Durant tout l’été, le quartier Gambetta avait bien remarqué que Hasni était triste ; il trainait son spleen tout au long de l’avenue Canastel. Il n’était plus comme avant : Il lui arrive désormais d’oublier de saluer les gamins qui prenaient la place Fontanelle comme terrain de jeu. Même derrière les vitres teintées de sa nouvelle Jeta rouge, on arrivait à entrevoir ses yeux pleins de mélancolie. On devinait les raisons de son spleen ; ça ne peut être qu’ “elle” : les gens se marient pour être heureux. Hasni, lui, n’a plus gouté au bonheur depuis son mariage. Les connaisseurs étaient pourtant unanimes. Avec tous ces signes, le nouvel album s’annonçait grandiose : c’est dans les fûts de la mélancolie que se distille le génie de Hasni. Le bonheur ne lui réussit pas. Il le rend paresseux et sans inspiration.
Le premier jeudi de septembre, “le dernier Hasni” était enfin là. Il fallait le chercher à place d’Armes, chez Disco Maghreb. Acheter cet album est devenu l’obsession de toute la ville. La nouvelle de sa sortie éclipsa même l’info de l’attentat meurtrier de la veille. Mais les plus veinards avait le précieux album dès midi. Dans le marché de La Bastille, il arrivait que des passants demandèrent : “C’est quoi le titre ?”. “Tal sabrital”, répondit l’un. “Il n’est dans son assiette, je t’avais dit”, rétorqua un autre.

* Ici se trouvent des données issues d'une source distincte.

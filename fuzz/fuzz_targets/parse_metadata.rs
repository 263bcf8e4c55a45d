#![no_main]
use libfuzzer_sys::fuzz_target;

use binsniff::Metadata;

fuzz_target!(|data: &[u8]| {
    let mut metadata = Metadata::new();
    if let Ok(format) = binsniff::parse(data, &mut metadata) {
        if format == binsniff::Format::Unknown {
            assert!(metadata.is_empty());
        }
    }
    for name in metadata.names() {
        assert_eq!(metadata.get_all(name).len(), 1);
    }
});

Chez Chawki, le coiffeur du chanteur à la rue Coste, un auditoire compact et silencieux se réunit pour écouter le disque. Dès les premières notes de “Choufihalti”, qui inaugurait l’album, on comprit vite le spleen de Hasni. On lui pardonna aussitôt son absence. On était bien face à un millésime. Mais un millésime se savoure mieux dans le silence et la solitude tel un plaisir solitaire ou un péché inavoué. C’est pour cela que l’assemblée de dispersa dès la fin de “Welitlek galbi b’âachk jdid”, qui, malgré ses notes joyeuses et ses promesses de lendemains meilleurs, n’arrivait pas à dissimuler son spleen profond : Hasni souffre, au plus grand bonheur de ses admirateurs. C’est égoïste mais c’est ainsi.
“Nebghik mani hani”
On écoute Hasni seul parce qu’il arrive à exprimer cette inavouable vulnérabilité du sujet amoureux : De retour à leur caserne, après un ratissage de trois jours dans la région de Sfisef, à quelques kilomètres de Sidi Belabess, de jeunes soldats se précipitèrent pour dormir et oublier l’horreur dont ils furent témoins ; d’autres se cachèrent pour écouter la cassette de Hasni qu’ils avaient bien dissimulé entre les vêtements et les photos de famille. On devina les larmes de l’un d’entre-eux mais, par pudeur ou empathie, on n’osa pas lui demander s’il pleurait l’être aimé ou les onze enseignantes égorgées et dont éprouvait tout le mal du monde à ôter leurs visages ensanglantés de sa tête.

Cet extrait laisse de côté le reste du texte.